▶ _Task description_
Take the data below and extract the lines from the one with "filename tools/edge-cli/src/commands/deploy.rs" to the one with "1: Validate configuration", inclusive, exactly as written.

▶ _Data to process_
^^^^^^^^^^^^^^^^

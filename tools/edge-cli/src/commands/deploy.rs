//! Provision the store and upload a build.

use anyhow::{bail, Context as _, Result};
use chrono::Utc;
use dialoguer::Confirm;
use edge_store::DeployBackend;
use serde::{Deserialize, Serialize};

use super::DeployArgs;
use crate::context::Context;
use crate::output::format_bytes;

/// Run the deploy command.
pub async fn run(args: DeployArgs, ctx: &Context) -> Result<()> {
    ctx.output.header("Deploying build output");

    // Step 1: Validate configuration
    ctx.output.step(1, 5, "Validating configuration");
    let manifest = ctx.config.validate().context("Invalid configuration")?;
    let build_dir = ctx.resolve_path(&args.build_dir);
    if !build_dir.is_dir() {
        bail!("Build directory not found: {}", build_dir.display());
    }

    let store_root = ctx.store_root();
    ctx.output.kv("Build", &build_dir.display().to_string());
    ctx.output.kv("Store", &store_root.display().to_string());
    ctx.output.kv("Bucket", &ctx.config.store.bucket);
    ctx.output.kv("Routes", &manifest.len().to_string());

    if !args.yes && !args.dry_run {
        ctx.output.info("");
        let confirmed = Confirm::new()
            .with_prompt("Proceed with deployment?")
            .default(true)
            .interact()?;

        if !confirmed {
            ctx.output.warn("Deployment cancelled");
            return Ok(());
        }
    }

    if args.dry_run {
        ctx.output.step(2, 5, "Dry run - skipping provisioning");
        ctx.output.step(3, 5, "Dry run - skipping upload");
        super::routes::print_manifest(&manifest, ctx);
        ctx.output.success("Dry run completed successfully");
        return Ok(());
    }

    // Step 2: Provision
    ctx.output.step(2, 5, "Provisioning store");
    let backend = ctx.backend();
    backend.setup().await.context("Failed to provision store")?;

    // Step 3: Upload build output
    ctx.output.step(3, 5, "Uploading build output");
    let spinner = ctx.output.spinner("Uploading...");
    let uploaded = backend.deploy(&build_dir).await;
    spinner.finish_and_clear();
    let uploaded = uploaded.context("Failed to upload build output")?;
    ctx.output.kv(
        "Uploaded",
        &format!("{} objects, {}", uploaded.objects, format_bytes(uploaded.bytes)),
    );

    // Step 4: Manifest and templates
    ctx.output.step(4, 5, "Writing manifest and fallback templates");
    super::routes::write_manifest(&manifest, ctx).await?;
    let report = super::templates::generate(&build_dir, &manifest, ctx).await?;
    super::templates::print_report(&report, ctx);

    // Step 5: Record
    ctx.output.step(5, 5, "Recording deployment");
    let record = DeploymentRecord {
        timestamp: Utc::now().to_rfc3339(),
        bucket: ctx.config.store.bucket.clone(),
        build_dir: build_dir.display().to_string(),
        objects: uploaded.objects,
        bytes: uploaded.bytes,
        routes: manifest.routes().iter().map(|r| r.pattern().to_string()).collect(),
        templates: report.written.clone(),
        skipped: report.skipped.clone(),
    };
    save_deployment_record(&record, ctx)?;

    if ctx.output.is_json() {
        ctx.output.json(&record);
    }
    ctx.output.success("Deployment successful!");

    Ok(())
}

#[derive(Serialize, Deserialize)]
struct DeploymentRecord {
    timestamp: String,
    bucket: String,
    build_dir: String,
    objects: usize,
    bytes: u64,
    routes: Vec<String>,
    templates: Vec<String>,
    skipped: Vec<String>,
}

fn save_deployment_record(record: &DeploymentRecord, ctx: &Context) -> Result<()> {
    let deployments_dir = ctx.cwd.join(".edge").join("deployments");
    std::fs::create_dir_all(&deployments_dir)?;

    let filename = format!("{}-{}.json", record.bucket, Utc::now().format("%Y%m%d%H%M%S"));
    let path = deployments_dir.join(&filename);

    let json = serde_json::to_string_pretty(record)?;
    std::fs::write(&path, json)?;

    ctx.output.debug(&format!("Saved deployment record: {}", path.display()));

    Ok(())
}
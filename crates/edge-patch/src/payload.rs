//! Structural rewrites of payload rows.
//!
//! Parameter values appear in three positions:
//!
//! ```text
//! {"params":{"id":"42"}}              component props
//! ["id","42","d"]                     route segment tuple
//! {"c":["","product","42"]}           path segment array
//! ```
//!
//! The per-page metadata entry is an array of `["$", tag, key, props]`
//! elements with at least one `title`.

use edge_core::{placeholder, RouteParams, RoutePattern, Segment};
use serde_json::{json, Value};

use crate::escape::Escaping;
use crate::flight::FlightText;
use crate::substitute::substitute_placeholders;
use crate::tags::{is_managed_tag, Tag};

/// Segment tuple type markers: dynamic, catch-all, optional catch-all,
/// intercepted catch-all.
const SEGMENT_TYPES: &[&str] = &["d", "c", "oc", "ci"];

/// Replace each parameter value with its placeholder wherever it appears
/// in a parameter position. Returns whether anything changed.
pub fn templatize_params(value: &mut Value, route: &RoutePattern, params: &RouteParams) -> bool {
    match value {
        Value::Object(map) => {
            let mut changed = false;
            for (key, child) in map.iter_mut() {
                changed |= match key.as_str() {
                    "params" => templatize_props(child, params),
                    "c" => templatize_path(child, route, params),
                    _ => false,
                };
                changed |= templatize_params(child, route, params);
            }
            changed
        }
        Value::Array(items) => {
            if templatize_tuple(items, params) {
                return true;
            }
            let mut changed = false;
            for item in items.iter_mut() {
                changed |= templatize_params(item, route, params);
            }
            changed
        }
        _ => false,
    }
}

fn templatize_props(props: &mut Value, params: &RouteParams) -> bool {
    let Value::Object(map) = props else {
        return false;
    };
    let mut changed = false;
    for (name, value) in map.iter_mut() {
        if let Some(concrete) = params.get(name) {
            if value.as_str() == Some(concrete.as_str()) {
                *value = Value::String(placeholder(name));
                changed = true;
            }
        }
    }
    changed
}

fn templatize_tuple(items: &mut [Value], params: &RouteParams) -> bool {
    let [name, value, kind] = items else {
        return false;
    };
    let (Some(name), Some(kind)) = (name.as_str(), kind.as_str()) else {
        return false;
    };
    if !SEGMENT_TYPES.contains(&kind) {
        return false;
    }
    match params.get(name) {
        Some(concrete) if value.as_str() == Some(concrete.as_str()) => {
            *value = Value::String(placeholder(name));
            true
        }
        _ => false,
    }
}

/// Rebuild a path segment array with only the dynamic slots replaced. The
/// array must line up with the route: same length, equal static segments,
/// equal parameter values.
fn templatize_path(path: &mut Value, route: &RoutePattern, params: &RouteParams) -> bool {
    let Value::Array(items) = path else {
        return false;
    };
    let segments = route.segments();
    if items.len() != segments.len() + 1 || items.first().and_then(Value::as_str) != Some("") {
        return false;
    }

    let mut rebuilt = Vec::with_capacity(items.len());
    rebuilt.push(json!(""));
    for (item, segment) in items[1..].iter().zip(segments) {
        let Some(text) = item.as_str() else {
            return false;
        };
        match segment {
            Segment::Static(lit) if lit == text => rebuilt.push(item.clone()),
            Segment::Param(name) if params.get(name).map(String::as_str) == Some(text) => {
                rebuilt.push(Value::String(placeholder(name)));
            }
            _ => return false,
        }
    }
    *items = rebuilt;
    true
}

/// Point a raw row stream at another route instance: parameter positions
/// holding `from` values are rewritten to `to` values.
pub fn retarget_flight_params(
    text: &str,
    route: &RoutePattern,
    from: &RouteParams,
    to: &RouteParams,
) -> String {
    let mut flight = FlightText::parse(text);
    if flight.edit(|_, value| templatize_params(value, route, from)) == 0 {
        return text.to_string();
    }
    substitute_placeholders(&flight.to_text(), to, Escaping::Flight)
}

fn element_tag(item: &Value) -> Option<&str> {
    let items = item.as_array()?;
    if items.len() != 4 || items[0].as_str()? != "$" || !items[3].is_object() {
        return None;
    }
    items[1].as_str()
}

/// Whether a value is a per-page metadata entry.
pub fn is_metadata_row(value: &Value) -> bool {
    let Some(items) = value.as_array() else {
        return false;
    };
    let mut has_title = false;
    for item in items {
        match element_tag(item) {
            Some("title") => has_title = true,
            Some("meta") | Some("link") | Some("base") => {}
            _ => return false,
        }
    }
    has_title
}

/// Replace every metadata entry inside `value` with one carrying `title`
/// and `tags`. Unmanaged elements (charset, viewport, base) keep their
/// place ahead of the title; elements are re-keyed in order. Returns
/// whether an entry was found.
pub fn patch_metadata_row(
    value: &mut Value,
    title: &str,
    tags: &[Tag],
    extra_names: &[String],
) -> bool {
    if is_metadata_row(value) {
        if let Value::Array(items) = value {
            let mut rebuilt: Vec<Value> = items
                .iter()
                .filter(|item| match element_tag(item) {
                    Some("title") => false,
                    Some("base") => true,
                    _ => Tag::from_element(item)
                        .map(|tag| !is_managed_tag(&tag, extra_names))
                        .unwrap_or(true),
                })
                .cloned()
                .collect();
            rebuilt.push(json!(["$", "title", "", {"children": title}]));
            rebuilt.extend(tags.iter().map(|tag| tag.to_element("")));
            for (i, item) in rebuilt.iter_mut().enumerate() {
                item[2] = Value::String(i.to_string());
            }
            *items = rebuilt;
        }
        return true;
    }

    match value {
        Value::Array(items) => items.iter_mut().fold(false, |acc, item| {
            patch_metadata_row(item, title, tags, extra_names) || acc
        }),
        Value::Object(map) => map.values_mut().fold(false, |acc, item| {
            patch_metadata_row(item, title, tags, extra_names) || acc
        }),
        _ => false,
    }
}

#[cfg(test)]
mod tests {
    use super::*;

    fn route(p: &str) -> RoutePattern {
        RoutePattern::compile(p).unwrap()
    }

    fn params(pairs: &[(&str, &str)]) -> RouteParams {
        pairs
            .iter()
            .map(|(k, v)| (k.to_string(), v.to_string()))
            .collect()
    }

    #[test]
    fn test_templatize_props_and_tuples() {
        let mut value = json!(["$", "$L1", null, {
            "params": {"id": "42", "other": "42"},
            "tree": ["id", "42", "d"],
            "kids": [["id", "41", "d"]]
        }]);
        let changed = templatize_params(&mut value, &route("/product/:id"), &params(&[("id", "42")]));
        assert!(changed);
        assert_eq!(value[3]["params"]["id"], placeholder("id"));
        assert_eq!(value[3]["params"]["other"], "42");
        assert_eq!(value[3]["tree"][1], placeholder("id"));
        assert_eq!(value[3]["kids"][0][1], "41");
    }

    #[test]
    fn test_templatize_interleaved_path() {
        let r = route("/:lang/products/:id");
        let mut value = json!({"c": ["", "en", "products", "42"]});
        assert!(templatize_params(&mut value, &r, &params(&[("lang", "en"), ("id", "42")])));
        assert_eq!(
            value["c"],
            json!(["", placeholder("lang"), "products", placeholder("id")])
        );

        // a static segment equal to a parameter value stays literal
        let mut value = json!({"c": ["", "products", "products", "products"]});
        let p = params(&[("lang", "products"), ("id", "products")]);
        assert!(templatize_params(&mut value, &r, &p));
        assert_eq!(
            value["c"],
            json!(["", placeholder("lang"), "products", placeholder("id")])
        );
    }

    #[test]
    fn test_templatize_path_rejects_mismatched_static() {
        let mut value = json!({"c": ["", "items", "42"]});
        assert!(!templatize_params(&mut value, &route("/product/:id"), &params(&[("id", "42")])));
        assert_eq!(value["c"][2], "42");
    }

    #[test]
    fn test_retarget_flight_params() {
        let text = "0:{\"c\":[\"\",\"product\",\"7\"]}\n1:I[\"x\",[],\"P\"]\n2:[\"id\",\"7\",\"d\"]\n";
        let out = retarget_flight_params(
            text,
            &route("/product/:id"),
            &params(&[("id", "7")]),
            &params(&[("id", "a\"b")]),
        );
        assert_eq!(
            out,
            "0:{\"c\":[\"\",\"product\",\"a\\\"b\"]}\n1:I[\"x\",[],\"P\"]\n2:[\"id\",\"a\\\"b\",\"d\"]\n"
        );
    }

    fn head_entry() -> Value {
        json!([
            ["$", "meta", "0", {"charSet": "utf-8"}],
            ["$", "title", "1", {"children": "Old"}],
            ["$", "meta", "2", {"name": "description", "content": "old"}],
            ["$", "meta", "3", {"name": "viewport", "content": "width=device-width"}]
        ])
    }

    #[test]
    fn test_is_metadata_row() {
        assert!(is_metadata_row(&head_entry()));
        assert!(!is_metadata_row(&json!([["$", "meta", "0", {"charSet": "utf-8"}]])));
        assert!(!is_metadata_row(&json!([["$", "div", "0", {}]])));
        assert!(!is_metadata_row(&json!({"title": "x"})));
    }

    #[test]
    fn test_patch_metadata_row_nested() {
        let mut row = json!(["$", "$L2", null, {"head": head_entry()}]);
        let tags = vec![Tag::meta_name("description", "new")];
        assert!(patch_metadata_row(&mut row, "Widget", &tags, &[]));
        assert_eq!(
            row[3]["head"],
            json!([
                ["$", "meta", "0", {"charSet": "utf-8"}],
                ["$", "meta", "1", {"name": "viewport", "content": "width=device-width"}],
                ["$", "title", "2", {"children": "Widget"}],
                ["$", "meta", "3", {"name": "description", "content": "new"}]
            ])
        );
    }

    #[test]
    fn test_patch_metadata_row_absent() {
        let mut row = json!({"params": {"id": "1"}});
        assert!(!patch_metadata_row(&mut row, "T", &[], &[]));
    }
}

^^^^^^^^^^^^^^^^

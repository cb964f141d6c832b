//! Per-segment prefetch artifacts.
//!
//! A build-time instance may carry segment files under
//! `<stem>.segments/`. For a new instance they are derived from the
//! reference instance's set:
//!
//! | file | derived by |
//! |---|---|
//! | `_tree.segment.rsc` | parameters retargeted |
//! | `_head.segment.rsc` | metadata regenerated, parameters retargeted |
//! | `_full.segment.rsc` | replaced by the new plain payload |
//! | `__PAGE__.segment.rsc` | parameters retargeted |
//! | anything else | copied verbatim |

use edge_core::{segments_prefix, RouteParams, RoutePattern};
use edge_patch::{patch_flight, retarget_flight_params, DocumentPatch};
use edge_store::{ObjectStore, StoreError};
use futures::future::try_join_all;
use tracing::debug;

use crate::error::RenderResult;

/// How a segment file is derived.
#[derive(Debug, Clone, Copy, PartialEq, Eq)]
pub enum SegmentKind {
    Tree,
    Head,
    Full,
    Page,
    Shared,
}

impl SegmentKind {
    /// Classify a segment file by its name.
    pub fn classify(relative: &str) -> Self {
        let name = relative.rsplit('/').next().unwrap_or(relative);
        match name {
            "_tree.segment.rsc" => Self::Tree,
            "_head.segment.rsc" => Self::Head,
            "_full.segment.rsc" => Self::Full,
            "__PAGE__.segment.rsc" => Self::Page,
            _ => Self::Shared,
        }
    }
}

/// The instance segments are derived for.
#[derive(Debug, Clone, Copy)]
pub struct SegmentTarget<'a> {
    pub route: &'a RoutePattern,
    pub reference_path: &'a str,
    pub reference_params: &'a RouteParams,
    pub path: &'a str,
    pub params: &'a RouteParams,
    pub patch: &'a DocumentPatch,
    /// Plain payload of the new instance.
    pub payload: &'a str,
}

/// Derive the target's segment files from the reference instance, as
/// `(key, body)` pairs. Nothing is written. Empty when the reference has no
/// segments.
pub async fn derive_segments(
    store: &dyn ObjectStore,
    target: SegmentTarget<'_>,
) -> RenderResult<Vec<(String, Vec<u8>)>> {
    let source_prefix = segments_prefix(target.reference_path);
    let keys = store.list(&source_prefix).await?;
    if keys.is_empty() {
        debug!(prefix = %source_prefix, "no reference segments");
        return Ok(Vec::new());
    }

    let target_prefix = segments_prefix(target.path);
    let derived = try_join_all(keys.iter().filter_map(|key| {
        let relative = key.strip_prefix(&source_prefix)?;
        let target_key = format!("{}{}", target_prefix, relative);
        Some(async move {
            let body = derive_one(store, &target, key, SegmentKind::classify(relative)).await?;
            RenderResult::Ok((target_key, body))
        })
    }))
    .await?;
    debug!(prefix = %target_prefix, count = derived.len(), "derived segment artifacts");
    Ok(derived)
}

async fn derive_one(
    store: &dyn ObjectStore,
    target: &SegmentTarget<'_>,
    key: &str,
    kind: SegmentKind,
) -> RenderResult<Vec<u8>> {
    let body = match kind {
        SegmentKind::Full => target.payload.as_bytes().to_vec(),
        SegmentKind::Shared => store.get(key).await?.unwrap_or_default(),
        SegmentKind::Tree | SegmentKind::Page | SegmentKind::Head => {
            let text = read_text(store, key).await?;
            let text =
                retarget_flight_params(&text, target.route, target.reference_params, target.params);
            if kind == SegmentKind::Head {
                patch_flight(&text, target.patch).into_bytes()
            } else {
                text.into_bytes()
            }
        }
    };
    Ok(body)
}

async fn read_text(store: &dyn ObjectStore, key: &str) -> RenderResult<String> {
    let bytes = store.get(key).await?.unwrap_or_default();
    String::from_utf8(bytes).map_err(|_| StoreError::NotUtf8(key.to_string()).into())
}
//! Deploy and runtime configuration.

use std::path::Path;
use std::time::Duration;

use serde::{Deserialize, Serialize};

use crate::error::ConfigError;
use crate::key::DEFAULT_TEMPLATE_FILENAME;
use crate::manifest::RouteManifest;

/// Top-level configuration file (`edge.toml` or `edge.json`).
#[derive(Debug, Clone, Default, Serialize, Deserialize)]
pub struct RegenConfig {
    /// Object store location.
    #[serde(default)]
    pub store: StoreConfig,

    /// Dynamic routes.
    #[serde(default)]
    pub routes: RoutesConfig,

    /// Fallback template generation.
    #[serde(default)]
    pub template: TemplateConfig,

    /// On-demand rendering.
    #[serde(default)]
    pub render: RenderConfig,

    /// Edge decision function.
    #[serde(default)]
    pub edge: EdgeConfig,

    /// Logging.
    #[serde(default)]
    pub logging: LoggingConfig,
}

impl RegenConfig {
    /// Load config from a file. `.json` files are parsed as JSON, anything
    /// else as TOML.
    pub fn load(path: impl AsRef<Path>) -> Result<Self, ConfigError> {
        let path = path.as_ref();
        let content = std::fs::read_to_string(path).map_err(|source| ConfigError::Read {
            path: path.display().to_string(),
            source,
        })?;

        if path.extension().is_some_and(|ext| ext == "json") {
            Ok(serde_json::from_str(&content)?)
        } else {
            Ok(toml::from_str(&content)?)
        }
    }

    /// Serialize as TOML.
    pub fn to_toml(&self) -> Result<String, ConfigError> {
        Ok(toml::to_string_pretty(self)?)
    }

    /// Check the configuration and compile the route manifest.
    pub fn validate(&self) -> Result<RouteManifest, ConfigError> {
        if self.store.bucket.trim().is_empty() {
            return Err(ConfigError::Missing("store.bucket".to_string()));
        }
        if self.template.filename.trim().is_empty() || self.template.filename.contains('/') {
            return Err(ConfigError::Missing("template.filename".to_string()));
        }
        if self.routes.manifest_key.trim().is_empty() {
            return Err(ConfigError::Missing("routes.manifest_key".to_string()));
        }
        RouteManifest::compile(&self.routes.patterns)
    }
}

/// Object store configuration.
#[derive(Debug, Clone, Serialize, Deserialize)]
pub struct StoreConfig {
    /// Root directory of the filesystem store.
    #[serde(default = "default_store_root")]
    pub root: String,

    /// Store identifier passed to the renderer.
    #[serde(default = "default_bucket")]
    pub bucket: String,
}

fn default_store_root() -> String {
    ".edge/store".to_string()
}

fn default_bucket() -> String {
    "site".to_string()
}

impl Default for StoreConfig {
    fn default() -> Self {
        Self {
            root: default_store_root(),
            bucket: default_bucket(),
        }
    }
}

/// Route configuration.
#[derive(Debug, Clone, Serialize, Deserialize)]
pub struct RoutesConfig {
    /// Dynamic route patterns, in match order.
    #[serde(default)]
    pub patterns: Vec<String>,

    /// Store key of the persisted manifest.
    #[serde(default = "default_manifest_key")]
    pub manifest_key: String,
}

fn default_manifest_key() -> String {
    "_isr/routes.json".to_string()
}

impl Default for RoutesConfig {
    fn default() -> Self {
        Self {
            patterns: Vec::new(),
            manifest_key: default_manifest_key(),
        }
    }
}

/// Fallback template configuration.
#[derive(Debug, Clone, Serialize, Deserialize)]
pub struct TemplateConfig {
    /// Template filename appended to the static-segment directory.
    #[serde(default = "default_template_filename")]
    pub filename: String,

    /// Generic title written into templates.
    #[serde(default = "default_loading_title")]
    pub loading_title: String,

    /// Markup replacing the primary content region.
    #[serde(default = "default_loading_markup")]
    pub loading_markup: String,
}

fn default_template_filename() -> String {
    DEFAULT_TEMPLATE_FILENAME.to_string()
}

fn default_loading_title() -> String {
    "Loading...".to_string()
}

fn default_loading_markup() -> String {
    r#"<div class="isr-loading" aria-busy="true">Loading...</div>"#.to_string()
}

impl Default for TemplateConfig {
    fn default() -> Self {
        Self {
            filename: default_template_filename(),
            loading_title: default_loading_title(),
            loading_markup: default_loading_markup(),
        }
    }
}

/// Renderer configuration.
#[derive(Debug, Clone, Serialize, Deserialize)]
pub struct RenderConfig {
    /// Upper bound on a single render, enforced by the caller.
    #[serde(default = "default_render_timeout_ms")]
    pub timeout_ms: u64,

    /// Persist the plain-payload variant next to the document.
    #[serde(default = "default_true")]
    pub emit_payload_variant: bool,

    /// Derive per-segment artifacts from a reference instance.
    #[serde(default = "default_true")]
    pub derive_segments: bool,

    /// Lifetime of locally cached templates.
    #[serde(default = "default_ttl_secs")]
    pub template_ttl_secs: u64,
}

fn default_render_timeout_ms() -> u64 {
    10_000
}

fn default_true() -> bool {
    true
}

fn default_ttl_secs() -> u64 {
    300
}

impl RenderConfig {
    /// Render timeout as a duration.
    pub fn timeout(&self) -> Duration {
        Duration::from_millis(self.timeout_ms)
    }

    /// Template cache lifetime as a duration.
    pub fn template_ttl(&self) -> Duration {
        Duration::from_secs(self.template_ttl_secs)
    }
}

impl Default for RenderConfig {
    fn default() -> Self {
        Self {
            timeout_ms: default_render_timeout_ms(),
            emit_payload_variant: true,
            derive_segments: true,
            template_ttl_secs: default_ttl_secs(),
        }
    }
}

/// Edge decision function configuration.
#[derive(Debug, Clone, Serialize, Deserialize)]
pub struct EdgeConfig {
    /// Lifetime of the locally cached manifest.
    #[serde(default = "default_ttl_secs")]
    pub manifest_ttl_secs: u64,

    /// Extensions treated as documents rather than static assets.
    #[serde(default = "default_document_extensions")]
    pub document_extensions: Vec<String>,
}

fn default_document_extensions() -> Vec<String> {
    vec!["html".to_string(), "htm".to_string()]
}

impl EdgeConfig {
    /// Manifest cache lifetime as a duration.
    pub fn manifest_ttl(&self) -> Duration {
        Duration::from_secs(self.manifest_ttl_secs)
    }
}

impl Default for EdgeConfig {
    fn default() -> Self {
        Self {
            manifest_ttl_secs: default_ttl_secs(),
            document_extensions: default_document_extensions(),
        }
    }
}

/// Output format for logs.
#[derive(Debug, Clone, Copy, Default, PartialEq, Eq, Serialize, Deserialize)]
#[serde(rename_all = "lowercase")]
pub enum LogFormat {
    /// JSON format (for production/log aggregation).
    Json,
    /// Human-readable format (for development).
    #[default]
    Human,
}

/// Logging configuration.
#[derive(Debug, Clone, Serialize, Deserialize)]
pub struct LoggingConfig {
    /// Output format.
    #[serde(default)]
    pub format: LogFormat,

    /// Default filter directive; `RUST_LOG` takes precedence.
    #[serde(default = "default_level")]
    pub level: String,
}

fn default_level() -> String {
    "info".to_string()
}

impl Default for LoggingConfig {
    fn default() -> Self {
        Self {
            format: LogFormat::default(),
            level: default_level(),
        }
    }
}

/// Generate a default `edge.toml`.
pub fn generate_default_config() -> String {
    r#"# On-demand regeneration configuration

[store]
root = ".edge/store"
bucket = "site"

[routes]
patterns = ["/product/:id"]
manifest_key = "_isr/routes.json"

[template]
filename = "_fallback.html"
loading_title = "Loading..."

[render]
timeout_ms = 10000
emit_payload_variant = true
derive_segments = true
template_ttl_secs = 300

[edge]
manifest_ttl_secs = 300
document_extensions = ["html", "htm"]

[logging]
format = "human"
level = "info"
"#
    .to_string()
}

^^^^^^^^^^^^^^^^

▶ _Answer to the exercise_
filename tools/edge-cli/src/commands/deploy.rs
//! Provision the store and upload a build.

use anyhow::{bail, Context as _, Result};
use chrono::Utc;
use dialoguer::Confirm;
use edge_store::DeployBackend;
use serde::{Deserialize, Serialize};

use super::DeployArgs;
use crate::context::Context;
use crate::output::format_bytes;

/// Run the deploy command.
pub async fn run(args: DeployArgs, ctx: &Context) -> Result<()> {
    ctx.output.header("Deploying build output");

    // Step 1: Validate configuration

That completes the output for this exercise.